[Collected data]

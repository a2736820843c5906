use std::path::{Path, PathBuf};

use thiserror::Error;

use crate::mutations::MutationError;
use crate::query_runner::QueryBackend;
use crate::schema::TableSchema;
use crate::sql_generator::insert_row_sql;
use crate::value::CellValue;

#[derive(Debug, Clone, PartialEq, Eq, Error)]
#[error("{message}")]
pub struct ReaderError {
    message: String,
}

impl ReaderError {
    #[must_use]
    pub fn new(message: impl Into<String>) -> Self {
        Self {
            message: message.into(),
        }
    }
}

#[derive(Debug, Error)]
pub enum ImportError {
    #[error("cannot read `{}`: {source}", path.display())]
    Read {
        path: PathBuf,
        #[source]
        source: ReaderError,
    },
    #[error("`{}` has no data rows", path.display())]
    EmptySheet { path: PathBuf },
    #[error("no spreadsheet column matches a column of `{0}`")]
    NoMatchingColumns(String),
    #[error(transparent)]
    Mutation(#[from] MutationError),
}

/// First worksheet of a workbook: a header row and the data rows below it.
/// Blank cells are already `Null`.
#[derive(Debug, Clone, PartialEq, Default)]
pub struct ImportSheet {
    pub headers: Vec<String>,
    pub rows: Vec<Vec<CellValue>>,
}

pub trait SpreadsheetReader {
    fn read_first_sheet(&self, path: &Path) -> Result<ImportSheet, ReaderError>;
}

#[derive(Debug, Clone, PartialEq, Eq, Default)]
pub struct ImportReport {
    pub rows: usize,
    pub matched_columns: Vec<String>,
    pub ignored_headers: Vec<String>,
}

/// Reads the first sheet of `path` and appends its rows to the table.
pub async fn import_spreadsheet<B, R>(
    backend: &B,
    reader: &R,
    schema: &TableSchema,
    path: &Path,
) -> Result<ImportReport, ImportError>
where
    B: QueryBackend + Sync,
    R: SpreadsheetReader + ?Sized,
{
    let sheet = reader
        .read_first_sheet(path)
        .map_err(|source| ImportError::Read {
            path: path.to_path_buf(),
            source,
        })?;
    if sheet.rows.is_empty() {
        return Err(ImportError::EmptySheet {
            path: path.to_path_buf(),
        });
    }
    import_rows(backend, schema, &sheet).await
}

/// Every table column is written: headers matching a column name exactly
/// supply its value, all other columns get NULL. Headers naming no column
/// are ignored.
pub async fn import_rows<B>(
    backend: &B,
    schema: &TableSchema,
    sheet: &ImportSheet,
) -> Result<ImportReport, ImportError>
where
    B: QueryBackend + Sync,
{
    if schema.is_unknown() {
        return Err(MutationError::UnknownSchema(schema.name.clone()).into());
    }

    let columns = schema.column_names().collect::<Vec<_>>();
    let sources = columns
        .iter()
        .map(|column| sheet.headers.iter().position(|header| header == column))
        .collect::<Vec<_>>();
    if sources.iter().all(Option::is_none) {
        return Err(ImportError::NoMatchingColumns(schema.name.clone()));
    }

    let sql = insert_row_sql(&schema.name, &columns).map_err(MutationError::from)?;
    for row in &sheet.rows {
        let values = sources
            .iter()
            .map(|source| {
                source
                    .and_then(|index| row.get(index))
                    .cloned()
                    .unwrap_or(CellValue::Null)
            })
            .collect::<Vec<_>>();
        backend
            .execute(&sql, &values)
            .await
            .map_err(MutationError::Backend)?;
    }

    let report = ImportReport {
        rows: sheet.rows.len(),
        matched_columns: columns
            .iter()
            .zip(&sources)
            .filter(|(_, source)| source.is_some())
            .map(|(column, _)| (*column).to_string())
            .collect(),
        ignored_headers: sheet
            .headers
            .iter()
            .filter(|header| !schema.has_column(header))
            .cloned()
            .collect(),
    };
    tracing::info!(
        table = %schema.name,
        rows = report.rows,
        matched = report.matched_columns.len(),
        "spreadsheet imported"
    );
    Ok(report)
}

#[cfg(test)]
mod tests {
    use std::path::Path;

    use super::{
        import_rows, import_spreadsheet, ImportError, ImportSheet, ReaderError, SpreadsheetReader,
    };
    use crate::query_runner::test_support::RecordingQueryBackend;
    use crate::schema::{SchemaEntry, TableSchema};
    use crate::value::CellValue;

    fn people() -> TableSchema {
        TableSchema::new(
            "people",
            vec![
                SchemaEntry::new(0, "id", "INTEGER"),
                SchemaEntry::new(1, "name", "TEXT"),
                SchemaEntry::new(2, "score", "REAL"),
            ],
        )
    }

    struct FixedReader(Result<ImportSheet, ReaderError>);

    impl SpreadsheetReader for FixedReader {
        fn read_first_sheet(&self, _path: &Path) -> Result<ImportSheet, ReaderError> {
            self.0.clone()
        }
    }

    #[tokio::test]
    async fn rows_bind_every_column_in_table_order() {
        let backend = RecordingQueryBackend::with_rows(Vec::new());
        let sheet = ImportSheet {
            headers: vec!["name".to_string(), "nickname".to_string(), "id".to_string()],
            rows: vec![
                vec![CellValue::from("Ann"), CellValue::from("A"), CellValue::Integer(1)],
                vec![CellValue::Null, CellValue::from("B")],
            ],
        };

        let report = import_rows(&backend, &people(), &sheet).await.expect("import");
        assert_eq!(report.rows, 2);
        assert_eq!(report.matched_columns, vec!["id", "name"]);
        assert_eq!(report.ignored_headers, vec!["nickname"]);

        let calls = backend.calls();
        assert_eq!(
            calls[0].0,
            "INSERT INTO \"people\" (\"id\", \"name\", \"score\") VALUES (?, ?, ?)"
        );
        assert_eq!(
            calls[0].1,
            vec![CellValue::Integer(1), CellValue::from("Ann"), CellValue::Null]
        );
        assert_eq!(calls[1].1, vec![CellValue::Null; 3]);
    }

    #[tokio::test]
    async fn sheet_without_known_headers_is_rejected() {
        let backend = RecordingQueryBackend::with_rows(Vec::new());
        let sheet = ImportSheet {
            headers: vec!["Name".to_string()],
            rows: vec![vec![CellValue::from("Ann")]],
        };
        let err = import_rows(&backend, &people(), &sheet).await.expect_err("no match");
        assert!(matches!(err, ImportError::NoMatchingColumns(_)));
        assert!(backend.calls().is_empty());
    }

    #[tokio::test]
    async fn empty_or_unreadable_sheets_insert_nothing() {
        let backend = RecordingQueryBackend::with_rows(Vec::new());
        let empty = FixedReader(Ok(ImportSheet {
            headers: vec!["id".to_string()],
            rows: Vec::new(),
        }));
        let err = import_spreadsheet(&backend, &empty, &people(), Path::new("in.xlsx"))
            .await
            .expect_err("empty");
        assert!(matches!(err, ImportError::EmptySheet { .. }));

        let broken = FixedReader(Err(ReaderError::new("not a workbook")));
        let err = import_spreadsheet(&backend, &broken, &people(), Path::new("in.xlsx"))
            .await
            .expect_err("unreadable");
        assert!(err.to_string().contains("not a workbook"), "{err}");
        assert!(backend.calls().is_empty());
    }
}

(EXERCISE GOAL) The entries above are to be copied word for word.

(FINISHED EXERCISE)
repository a2736820843c5906
use std::path::{Path, PathBuf};

use thiserror::Error;

use crate::mutations::MutationError;
use crate::query_runner::QueryBackend;
use crate::schema::TableSchema;
use crate::sql_generator::insert_row_sql;
use crate::value::CellValue;

#[derive(Debug, Clone, PartialEq, Eq, Error)]
#[error("{message}")]
pub struct ReaderError {
    message: String,
}

impl ReaderError {
    #[must_use]
    pub fn new(message: impl Into<String>) -> Self {
        Self {
            message: message.into(),
        }
    }
}

#[derive(Debug, Error)]
pub enum ImportError {
    #[error("cannot read `{}`: {source}", path.display())]
    Read {
        path: PathBuf,
        #[source]
        source: ReaderError,
    },
    #[error("`{}` has no data rows", path.display())]
    EmptySheet { path: PathBuf },
    #[error("no spreadsheet column matches a column of `{0}`")]
    NoMatchingColumns(String),
    #[error(transparent)]
    Mutation(#[from] MutationError),
}

/// First worksheet of a workbook: a header row and the data rows below it.
/// Blank cells are already `Null`.
#[derive(Debug, Clone, PartialEq, Default)]
pub struct ImportSheet {
    pub headers: Vec<String>,
    pub rows: Vec<Vec<CellValue>>,
}

pub trait SpreadsheetReader {
    fn read_first_sheet(&self, path: &Path) -> Result<ImportSheet, ReaderError>;
}

#[derive(Debug, Clone, PartialEq, Eq, Default)]
pub struct ImportReport {
    pub rows: usize,
    pub matched_columns: Vec<String>,
    pub ignored_headers: Vec<String>,
}

/// Reads the first sheet of `path` and appends its rows to the table.
pub async fn import_spreadsheet<B, R>(
    backend: &B,
    reader: &R,
    schema: &TableSchema,
    path: &Path,
) -> Result<ImportReport, ImportError>
where
    B: QueryBackend + Sync,
    R: SpreadsheetReader + ?Sized,
{
    let sheet = reader
        .read_first_sheet(path)
        .map_err(|source| ImportError::Read {
            path: path.to_path_buf(),
            source,
        })?;
    if sheet.rows.is_empty() {
        return Err(ImportError::EmptySheet {
            path: path.to_path_buf(),
        });
    }
    import_rows(backend, schema, &sheet).await
}

/// Every table column is written: headers matching a column name exactly
/// supply its value, all other columns get NULL. Headers naming no column
/// are ignored.
pub async fn import_rows<B>(
    backend: &B,
    schema: &TableSchema,
    sheet: &ImportSheet,
) -> Result<ImportReport, ImportError>
where
    B: QueryBackend + Sync,
{
    if schema.is_unknown() {
        return Err(MutationError::UnknownSchema(schema.name.clone()).into());
    }

    let columns = schema.column_names().collect::<Vec<_>>();
    let sources = columns
        .iter()
        .map(|column| sheet.headers.iter().position(|header| header == column))
        .collect::<Vec<_>>();
    if sources.iter().all(Option::is_none) {
        return Err(ImportError::NoMatchingColumns(schema.name.clone()));
    }

    let sql = insert_row_sql(&schema.name, &columns).map_err(MutationError::from)?;
    for row in &sheet.rows {
        let values = sources
            .iter()
            .map(|source| {
                source
                    .and_then(|index| row.get(index))
                    .cloned()
                    .unwrap_or(CellValue::Null)
            })
            .collect::<Vec<_>>();
        backend
            .execute(&sql, &values)
            .await
            .map_err(MutationError::Backend)?;
    }

    let report = ImportReport {
        rows: sheet.rows.len(),
        matched_columns: columns
            .iter()
            .zip(&sources)
            .filter(|(_, source)| source.is_some())
            .map(|(column, _)| (*column).to_string())
            .collect(),
        ignored_headers: sheet
            .headers
            .iter()
            .filter(|header| !schema.has_column(header))
            .cloned()
            .collect(),
    };
    tracing::info!(
        table = %schema.name,
        rows = report.rows,
        matched = report.matched_columns.len(),
        "spreadsheet imported"
    );
    Ok(report)
}

#[cfg(test)]
mod tests {
    use std::path::Path;

    use super::{
        import_rows, import_spreadsheet, ImportError, ImportSheet, ReaderError, SpreadsheetReader,
    };
    use crate::query_runner::test_support::RecordingQueryBackend;
    use crate::schema::{SchemaEntry, TableSchema};
    use crate::value::CellValue;

    fn people() -> TableSchema {
        TableSchema::new(
            "people",
            vec![
                SchemaEntry::new(0, "id", "INTEGER"),
                SchemaEntry::new(1, "name", "TEXT"),
                SchemaEntry::new(2, "score", "REAL"),
            ],
        )
    }

    struct FixedReader(Result<ImportSheet, ReaderError>);

    impl SpreadsheetReader for FixedReader {
        fn read_first_sheet(&self, _path: &Path) -> Result<ImportSheet, ReaderError> {
            self.0.clone()
        }
    }

    #[tokio::test]
    async fn rows_bind_every_column_in_table_order() {
        let backend = RecordingQueryBackend::with_rows(Vec::new());
        let sheet = ImportSheet {
            headers: vec!["name".to_string(), "nickname".to_string(), "id".to_string()],
            rows: vec![
                vec![CellValue::from("Ann"), CellValue::from("A"), CellValue::Integer(1)],
                vec![CellValue::Null, CellValue::from("B")],
            ],
        };

        let report = import_rows(&backend, &people(), &sheet).await.expect("import");
        assert_eq!(report.rows, 2);
        assert_eq!(report.matched_columns, vec!["id", "name"]);
        assert_eq!(report.ignored_headers, vec!["nickname"]);

        let calls = backend.calls();
        assert_eq!(
            calls[0].0,
            "INSERT INTO \"people\" (\"id\", \"name\", \"score\") VALUES (?, ?, ?)"
        );
        assert_eq!(
            calls[0].1,
            vec![CellValue::Integer(1), CellValue::from("Ann"), CellValue::Null]
        );
        assert_eq!(calls[1].1, vec![CellValue::Null; 3]);
    }

    #[tokio::test]
    async fn sheet_without_known_headers_is_rejected() {
        let backend = RecordingQueryBackend::with_rows(Vec::new());
        let sheet = ImportSheet {
            headers: vec!["Name".to_string()],
            rows: vec![vec![CellValue::from("Ann")]],
        };
        let err = import_rows(&backend, &people(), &sheet).await.expect_err("no match");
        assert!(matches!(err, ImportError::NoMatchingColumns(_)));
        assert!(backend.calls().is_empty());
    }

    #[tokio::test]
    async fn empty_or_unreadable_sheets_insert_nothing() {
        let backend = RecordingQueryBackend::with_rows(Vec::new());
        let empty = FixedReader(Ok(ImportSheet {
            headers: vec!["id".to_string()],
            rows: Vec::new(),
        }));
        let err = import_spreadsheet(&backend, &empty, &people(), Path::new("in.xlsx"))
            .await
            .expect_err("empty");
        assert!(matches!(err, ImportError::EmptySheet { .. }));

        let broken = FixedReader(Err(ReaderError::new("not a workbook")));
        let err = import_spreadsheet(&backend, &broken, &people(), Path::new("in.xlsx"))
            .await
            .expect_err("unreadable");
        assert!(err.to_string().contains("not a workbook"), "{err}");
        assert!(backend.calls().is_empty());
    }
}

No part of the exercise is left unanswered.